Como en más de una ocasión les he contado, desde hace años, he procurado ayudar a parejas en conflicto a ordenar sus ideas, a reflexionar con calma, a buscar solución a las grandes y pequeñas crisis, a resolver sus diferencias y, por su propio bien, a reemprender al camino de la armonía y de la convivencia cariñosa y serena, con todo lo que cuesta.
Claro, los más beneficiados hemos sido yo y mi propio matrimonio, porque cuando escucho, tanto a ellos como a ellas, caigo en cuenta de mis propias torpezas y procuro enmendarlas.
Con el tiempo y con la experiencia de haber escuchado a muchas y muchos, he llegado a hacerme un esquema de las causas más comunes de los conflictos conyugales, y reconozco que, aunque hay factores externos que, sin duda, influyen en las relaciones de pareja: el contexto social, la situación económica, la familia política, el estado de salud, el exceso o falta de trabajo, etc., el primer enemigo de los matrimonios se esconde detrás de cada uno de los que lo componen. Con lo anterior quiero decir que, los ataques en contra de la estabilidad de la vida pareja surgen de sus miembros, de él y de ella. Dentro de cada uno, de cada una, bullen y rebullen el egoísmo, la soberbia, la lista de agravios que se ha ido ampliando con el paso de los días, viejos rencores, dudas no despejadas, supuestas ofensas, deslealtades reales e imaginarias, etc., etc., etc.
El asunto es que, en una ruptura, en un conflicto no resuelto adecuadamente, las primeras víctimas, además de los hijos, si los hubiera, son los mismos cónyuges. Porque, nos guste o no, toda ruptura definitiva constituye un fracaso personal. Porque, cuando uno se casa, o decide comenzar una relación estable, lo hace con la idea de que se conserve en el tiempo. La poligamia, o la poliandria, sincrónicas o sucesivas no ha sido el modelo común en la mayoría de las civilizaciones. El ser humano siempre ha aspirado a la estabilidad, a un amor que se conserve sano y que concluya naturalmente con la muerte.
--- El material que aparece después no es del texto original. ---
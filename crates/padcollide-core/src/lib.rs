//! # padcollide Core
//!
//! Pure primitives for the birthday-attack collision search: documents, the
//! whitespace padding encoder, and truncated digests.
//!
//! This crate contains no I/O, no storage, no logging. It is pure computation
//! over document text.
//!
//! ## Key Types
//!
//! - [`Document`] - An immutable sequence of original lines
//! - [`PaddingScheme`] - Maps an attempt index to a [`RenderedVariant`]
//! - [`SuffixDigest`] - Hashes a variant and keeps the trailing hex characters
//! - [`MatchKey`] - The truncated digest used as the collision criterion
//!
//! ## Encoding
//!
//! The default [`PaddingScheme::Lines`] decomposes an attempt index into a
//! bitmask (`cycle`) selecting padded lines and a padding depth (`level`).
//! See the [`encoder`] module.

pub mod digest;
pub mod document;
pub mod encoder;
pub mod error;
pub mod types;

pub use digest::{DigestAlgorithm, SuffixDigest};
pub use document::Document;
pub use encoder::{Coordinates, PaddingScheme};
pub use error::{CoreError, Result};
pub use types::{AttemptIndex, MatchKey, RenderedVariant, Side};
//! OpenAI-compatible embedding backend.
//!
//! Only available when the `openai` feature is enabled. Talks to the
//! `/embeddings` endpoint of api.openai.com or of any OpenAI-compatible
//! server; pointing [`with_base_url`](OpenAiEmbeddings::with_base_url) at a
//! locally hosted embedding server replaces the hosted model without code
//! changes.

use async_trait::async_trait;
use serde::{Deserialize, Serialize};
use tracing::{debug, error};

use crate::embedding::{EmbeddingProvider, at_batch_index};
use crate::error::{RagError, Result};

const DEFAULT_BASE_URL: &str = "https://api.openai.com/v1";
const DEFAULT_MODEL: &str = "text-embedding-3-small";
const DEFAULT_DIMENSIONS: usize = 1536;

/// An [`EmbeddingProvider`] backed by an OpenAI-compatible embeddings API.
///
/// # Configuration
///
/// - `model` – defaults to `text-embedding-3-small`.
/// - `dimensions` – optional Matryoshka dimension override.
/// - `base_url` – defaults to the hosted OpenAI API.
/// - `api_key` – from the constructor or the `OPENAI_API_KEY` environment
///   variable.
pub struct OpenAiEmbeddings {
    client: reqwest::Client,
    base_url: String,
    api_key: String,
    model: String,
    dimensions: usize,
    /// If set, passed to the API for Matryoshka dimension truncation.
    request_dimensions: Option<usize>,
}

impl OpenAiEmbeddings {
    /// Create a new provider with the given API key and default model.
    pub fn new(api_key: impl Into<String>) -> Result<Self> {
        let api_key = api_key.into();
        if api_key.is_empty() {
            return Err(RagError::Embedding {
                provider: "openai".into(),
                message: "API key must not be empty".into(),
            });
        }

        Ok(Self {
            client: reqwest::Client::new(),
            base_url: DEFAULT_BASE_URL.into(),
            api_key,
            model: DEFAULT_MODEL.into(),
            dimensions: DEFAULT_DIMENSIONS,
            request_dimensions: None,
        })
    }

    /// Create a new provider using the `OPENAI_API_KEY` environment variable.
    pub fn from_env() -> Result<Self> {
        let api_key = std::env::var("OPENAI_API_KEY").map_err(|_| RagError::Embedding {
            provider: "openai".into(),
            message: "OPENAI_API_KEY environment variable not set".into(),
        })?;
        Self::new(api_key)
    }

    /// Point the provider at an OpenAI-compatible server.
    pub fn with_base_url(mut self, base_url: impl Into<String>) -> Self {
        let base_url = base_url.into();
        self.base_url = base_url.trim_end_matches('/').to_string();
        self
    }

    /// Set the model name (e.g. `text-embedding-3-large`).
    pub fn with_model(mut self, model: impl Into<String>) -> Self {
        self.model = model.into();
        self
    }

    /// Set the output dimensions (Matryoshka support).
    ///
    /// When set, the API returns embeddings truncated to this size. This also
    /// updates the value returned by
    /// [`dimensions()`](EmbeddingProvider::dimensions).
    pub fn with_dimensions(mut self, dims: usize) -> Self {
        self.dimensions = dims;
        self.request_dimensions = Some(dims);
        self
    }

    fn endpoint(&self) -> String {
        format!("{}/embeddings", self.base_url)
    }

    fn empty_input_error() -> RagError {
        RagError::Embedding { provider: "openai".into(), message: "input text is empty".into() }
    }
}

// ── API request/response types ─────────────────────────────────────

#[derive(Serialize)]
struct EmbeddingRequest<'a> {
    model: &'a str,
    input: &'a [&'a str],
    #[serde(skip_serializing_if = "Option::is_none")]
    dimensions: Option<usize>,
}

#[derive(Deserialize)]
struct EmbeddingResponse {
    data: Vec<EmbeddingData>,
}

#[derive(Deserialize)]
struct EmbeddingData {
    embedding: Vec<f32>,
}

#[derive(Deserialize)]
struct ErrorResponse {
    error: ErrorDetail,
}

#[derive(Deserialize)]
struct ErrorDetail {
    message: String,
}

// ── EmbeddingProvider implementation ───────────────────────────────

#[async_trait]
impl EmbeddingProvider for OpenAiEmbeddings {
    async fn embed(&self, text: &str) -> Result<Vec<f32>> {
        if text.trim().is_empty() {
            return Err(Self::empty_input_error());
        }

        let results = self.embed_batch(&[text]).await?;
        results.into_iter().next().ok_or_else(|| RagError::Embedding {
            provider: "openai".into(),
            message: "API returned no embedding".into(),
        })
    }

    async fn embed_batch(&self, texts: &[&str]) -> Result<Vec<Vec<f32>>> {
        if texts.is_empty() {
            return Ok(Vec::new());
        }
        // Empty input never reaches the API.
        if let Some(index) = texts.iter().position(|t| t.trim().is_empty()) {
            return Err(at_batch_index(index, Self::empty_input_error()));
        }

        debug!(batch_size = texts.len(), model = %self.model, "embedding batch");

        let request_body = EmbeddingRequest {
            model: &self.model,
            input: texts,
            dimensions: self.request_dimensions,
        };

        let endpoint = self.endpoint();
        let response = self
            .client
            .post(endpoint.as_str())
            .bearer_auth(&self.api_key)
            .json(&request_body)
            .send()
            .await
            .map_err(|e| {
                error!(endpoint = %endpoint, error = %e, "embedding request failed");
                RagError::Transport {
                    endpoint: endpoint.clone(),
                    message: format!("embedding request failed: {e}"),
                }
            })?;

        if !response.status().is_success() {
            let status = response.status();
            let body = response.text().await.unwrap_or_default();
            let detail = serde_json::from_str::<ErrorResponse>(&body)
                .map(|e| e.error.message)
                .unwrap_or(body);

            error!(endpoint = %endpoint, %status, "embedding API error");
            return Err(RagError::Embedding {
                provider: "openai".into(),
                message: format!("API returned {status}: {detail}"),
            });
        }

        let embedding_response: EmbeddingResponse = response.json().await.map_err(|e| {
            error!(endpoint = %endpoint, error = %e, "failed to parse embedding response");
            RagError::Embedding {
                provider: "openai".into(),
                message: format!("failed to parse response: {e}"),
            }
        })?;

        if embedding_response.data.len() != texts.len() {
            return Err(RagError::Embedding {
                provider: "openai".into(),
                message: format!(
                    "expected {} embeddings, got {}",
                    texts.len(),
                    embedding_response.data.len()
                ),
            });
        }

        Ok(embedding_response.data.into_iter().map(|d| d.embedding).collect())
    }

    fn dimensions(&self) -> usize {
        self.dimensions
    }
}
Pero esa estabilidad, esa permanencia, solo es posible si se mantiene una batalla permanente en contra de esas taras que ya he enumerado. Si no peleo, cotidianamente, contra mi comodidad, contra mis manías, contra mi soberbia, contra mi egoísmo, el otro, la otra, sobre todo ahora que hay más conciencia sobre la dignidad de la persona humana, no van a estar dispuestos a inmolarse sobre el altar de un supuesto amor. Es un asunto de quererse a uno mismo, de respetarse, de valorarse y de hacer lo mismo con la que un día juramos amar y respetar siempre, o, en el caso de ellas, con el que un día se comprometió a hacer lo mismo.